Task details: In full and without deviation, reproduce the records that follow.

Records for the exercise:

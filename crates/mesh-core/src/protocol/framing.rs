//! Peer channel framing.
//!
//! A single binary channel per peer carries two logical streams:
//! - **Document deltas**: sent untagged, in the CRDT's native encoding
//! - **Awareness deltas**: prefixed with the one-byte [`AWARENESS_TAG`]
//!
//! The CRDT encoding never starts with the tag byte, so the first byte alone
//! decides the stream.

use thiserror::Error;

/// Sentinel first byte marking an awareness payload.
pub const AWARENESS_TAG: u8 = 0xA5;

#[derive(Debug, Error, PartialEq, Eq)]
pub enum FrameError {
    #[error("Empty frame")]
    Empty,
}

/// A decoded peer channel frame.
#[derive(Debug, Clone, PartialEq, Eq)]
pub enum Frame {
    /// CRDT document delta or snapshot
    Document(Vec<u8>),
    /// Awareness delta (tag stripped)
    Awareness(Vec<u8>),
}

impl Frame {
    /// Classify raw bytes received from a channel.
    pub fn decode(data: &[u8]) -> Result<Self, FrameError> {
        match data.split_first() {
            None => Err(FrameError::Empty),
            Some((&AWARENESS_TAG, rest)) => Ok(Frame::Awareness(rest.to_vec())),
            Some(_) => Ok(Frame::Document(data.to_vec())),
        }
    }

    /// Bytes to put on the wire.
    pub fn encode(&self) -> Vec<u8> {
        match self {
            Frame::Document(delta) => delta.clone(),
            Frame::Awareness(delta) => encode_awareness(delta),
        }
    }

    /// Stream name for logs.
    pub fn kind(&self) -> &'static str {
        match self {
            Frame::Document(_) => "document",
            Frame::Awareness(_) => "awareness",
        }
    }
}

/// Tag an encoded awareness delta for the wire.
pub fn encode_awareness(delta: &[u8]) -> Vec<u8> {
    let mut out = Vec::with_capacity(delta.len() + 1);
    out.push(AWARENESS_TAG);
    out.extend_from_slice(delta);
    out
}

Your solution:
filename crates/mesh-core/src/protocol/framing.rs
//! Peer channel framing.
//!
//! A single binary channel per peer carries two logical streams:
//! - **Document deltas**: sent untagged, in the CRDT's native encoding
//! - **Awareness deltas**: prefixed with the one-byte [`AWARENESS_TAG`]
//!
//! The CRDT encoding never starts with the tag byte, so the first byte alone
//! decides the stream.

use thiserror::Error;

/// Sentinel first byte marking an awareness payload.
pub const AWARENESS_TAG: u8 = 0xA5;

#[derive(Debug, Error, PartialEq, Eq)]
pub enum FrameError {
    #[error("Empty frame")]
    Empty,
}

/// A decoded peer channel frame.
#[derive(Debug, Clone, PartialEq, Eq)]
pub enum Frame {
    /// CRDT document delta or snapshot
    Document(Vec<u8>),
    /// Awareness delta (tag stripped)
    Awareness(Vec<u8>),
}

impl Frame {
    /// Classify raw bytes received from a channel.
    pub fn decode(data: &[u8]) -> Result<Self, FrameError> {
        match data.split_first() {
            None => Err(FrameError::Empty),
            Some((&AWARENESS_TAG, rest)) => Ok(Frame::Awareness(rest.to_vec())),
            Some(_) => Ok(Frame::Document(data.to_vec())),
        }
    }

    /// Bytes to put on the wire.
    pub fn encode(&self) -> Vec<u8> {
        match self {
            Frame::Document(delta) => delta.clone(),
            Frame::Awareness(delta) => encode_awareness(delta),
        }
    }

    /// Stream name for logs.
    pub fn kind(&self) -> &'static str {
        match self {
            Frame::Document(_) => "document",
            Frame::Awareness(_) => "awareness",
        }
    }
}

/// Tag an encoded awareness delta for the wire.
pub fn encode_awareness(delta: &[u8]) -> Vec<u8> {
    let mut out = Vec::with_capacity(delta.len() + 1);
    out.push(AWARENESS_TAG);
    out.extend_from_slice(delta);
    out
}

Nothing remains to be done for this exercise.